One of the most important things to recognize about maintaining a firewall is that the older it is, the more maintenance it's going to require. At some point, you simply need to say "enough," and start over with a new firewall. At the rate the firewall arena is changing today, we generally tell people that if they build the best firewall they can today, they should probably plan on replacing it in 18 to 36 months. Lots of things that affect firewalls are changing very fast, including the attacks they're subjected to, the tools for building them, and the services their users demand.
Here are a few examples of how quickly things can change on the Internet:
In 1993, password sniffing was not a major problem. Today, just two years later, it's a major problem.
In 1993, there were only a handful of tools available for building firewalls, mostly in the form of limited packet filtering implementations in routers. Today there are dozens of tools of many different types (both commercial and noncommercial) to choose from.
In 1993, the World Wide Web was a nonissue, and few Internet users had even heard of it. Today, it is the major factor behind the current growth of the Internet.

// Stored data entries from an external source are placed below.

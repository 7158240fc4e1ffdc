//! FolioFox core engine.
//!
//! Four cooperating subsystems over one SQLite catalog:
//! download queue scheduling ([`queue`]), indexer health and failover
//! ([`failover`]), book deduplication ([`dedup`]), and scheduled catalog
//! maintenance ([`maintenance`]). [`supervisor`] wires the long-running
//! loops under a single cancellation token.

pub mod catalog;
pub mod dedup;
pub mod error;
pub mod failover;
pub mod maintenance;
pub mod queue;
pub mod supervisor;

pub use catalog::CatalogStore;
pub use error::{FolioError, Result};
pub use supervisor::Supervisor;
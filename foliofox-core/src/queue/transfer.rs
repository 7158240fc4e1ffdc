//! One download from HTTP GET to final file, with a scoped temp file.

use std::path::{Path, PathBuf};
use std::time::Duration;

use futures_util::StreamExt;
use tokio::io::AsyncWriteExt;
use tokio_util::sync::CancellationToken;
use tracing::{debug, warn};

use foliofox_model::DownloadItem;

use crate::catalog::QueueRepository;
use crate::queue::bandwidth::BandwidthLimiter;

/// Settings one transfer runs under.
#[derive(Debug, Clone)]
pub struct TransferSettings {
    pub download_dir: PathBuf,
    pub chunk_size: usize,
    pub timeout: Duration,
}

/// Successful transfer result.
#[derive(Debug, Clone)]
pub struct CompletedTransfer {
    pub local_path: PathBuf,
    pub bytes_written: u64,
}

/// Transfer failure carrying the message the classifier reads.
#[derive(Debug)]
pub enum TransferError {
    /// Remote or local failure; message feeds failure classification.
    Failed(String),
    /// Shut down or stale-cancelled mid-stream.
    Cancelled,
}

impl std::fmt::Display for TransferError {
    fn fmt(&self, f: &mut std::fmt::Formatter<'_>) -> std::fmt::Result {
        match self {
            TransferError::Failed(message) => f.write_str(message),
            TransferError::Cancelled => f.write_str("transfer cancelled"),
        }
    }
}

/// Removes the temp file on every exit path unless disarmed.
#[derive(Debug)]
struct TempFileGuard {
    path: Option<PathBuf>,
}

impl TempFileGuard {
    fn new(path: PathBuf) -> Self {
        Self { path: Some(path) }
    }

    fn path(&self) -> &Path {
        self.path.as_deref().expect("armed temp guard")
    }

    fn disarm(&mut self) {
        self.path = None;
    }
}

impl Drop for TempFileGuard {
    fn drop(&mut self) {
        if let Some(path) = self.path.take()
            && let Err(err) = std::fs::remove_file(&path)
            && err.kind() != std::io::ErrorKind::NotFound
        {
            warn!(path = %path.display(), %err, "failed to remove temp file");
        }
    }
}

/// Strip filesystem-hostile characters and cap the length.
pub fn sanitize_title(title: &str) -> String {
    const FORBIDDEN: &[char] = &['<', '>', ':', '"', '/', '\\', '|', '?', '*'];
    let cleaned: String = title
        .chars()
        .filter(|c| !FORBIDDEN.contains(c) && !c.is_control())
        .collect();
    let trimmed = cleaned.trim();
    let mut out = String::with_capacity(trimmed.len().min(200));
    for ch in trimmed.chars() {
        if out.chars().count() >= 200 {
            break;
        }
        out.push(ch);
    }
    if out.is_empty() { "untitled".to_string() } else { out }
}

fn temp_path(dir: &Path, item: &DownloadItem) -> PathBuf {
    let epoch = chrono::Utc::now().timestamp();
    dir.join(format!("temp_{}_{}.{}", item.id, epoch, item.format))
}

fn final_path(dir: &Path, item: &DownloadItem) -> PathBuf {
    dir.join(format!("{}.{}", sanitize_title(&item.title), item.format))
}

/// Stream one item to disk. Progress heartbeats go through the queue
/// repository so staleness detection sees live transfers.
pub async fn run(
    client: &reqwest::Client,
    item: &DownloadItem,
    settings: &TransferSettings,
    bandwidth: &BandwidthLimiter,
    queue: &QueueRepository,
    cancel: &CancellationToken,
) -> Result<CompletedTransfer, TransferError> {
    tokio::fs::create_dir_all(&settings.download_dir)
        .await
        .map_err(|e| TransferError::Failed(format!("create download dir: {e}")))?;

    let mut guard = TempFileGuard::new(temp_path(&settings.download_dir, item));

    let response = tokio::select! {
        () = cancel.cancelled() => return Err(TransferError::Cancelled),
        response = client
            .get(&item.url)
            .timeout(settings.timeout)
            .send() => response.map_err(|e| TransferError::Failed(e.to_string()))?,
    };
    if response.status() != reqwest::StatusCode::OK {
        return Err(TransferError::Failed(format!(
            "HTTP {} from {}",
            response.status(),
            item.url
        )));
    }
    let declared_length = response.content_length();

    let mut file = tokio::fs::File::create(guard.path())
        .await
        .map_err(|e| TransferError::Failed(format!("create temp file: {e}")))?;

    let mut stream = response.bytes_stream();
    let mut written: u64 = 0;
    let mut reported_pct: u8 = 0;

    loop {
        let chunk = tokio::select! {
            () = cancel.cancelled() => return Err(TransferError::Cancelled),
            chunk = stream.next() => chunk,
        };
        let Some(chunk) = chunk else { break };
        let chunk = chunk.map_err(|e| TransferError::Failed(e.to_string()))?;

        for piece in chunk.chunks(settings.chunk_size.max(1)) {
            bandwidth.acquire(piece.len()).await;
            file.write_all(piece)
                .await
                .map_err(|e| TransferError::Failed(format!("write temp file: {e}")))?;
            written += piece.len() as u64;
        }

        if let Some(total) = declared_length
            && total > 0
        {
            let pct = ((written * 100) / total).min(100) as u8;
            if pct > reported_pct {
                reported_pct = pct;
                queue
                    .update_progress(item.id, pct)
                    .await
                    .map_err(|e| TransferError::Failed(format!("progress update: {e}")))?;
            }
        }
    }

    file.flush()
        .await
        .map_err(|e| TransferError::Failed(format!("flush temp file: {e}")))?;
    drop(file);

    // A declared length we failed to reach means a truncated or padded
    // stream; without one, end-of-stream is taken as success.
    if let Some(total) = declared_length
        && written != total
    {
        return Err(TransferError::Failed(format!(
            "size mismatch: downloaded {written} of declared {total} bytes"
        )));
    }

    let destination = final_path(&settings.download_dir, item);
    tokio::fs::rename(guard.path(), &destination)
        .await
        .map_err(|e| TransferError::Failed(format!("finalize file: {e}")))?;
    guard.disarm();

    debug!(item = %item.id, path = %destination.display(), written, "transfer complete");
    Ok(CompletedTransfer {
        local_path: destination,
        bytes_written: written,
    })
}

In another two years, we're going to be facing a whole new series of attacks, have a whole new set of tools at our disposal, and be dealing with a whole new set of services demanded by our users. Nobody knows for sure what these attacks, tools, and services will be, but you can safely predict that the Internet will be significantly different from what it is today. Of course, that's true for just about any two-year period in the history of the Internet that you care to examine. The one constant about the Internet is constant change - constant growth, a constant stream of new services and new tools, and so on.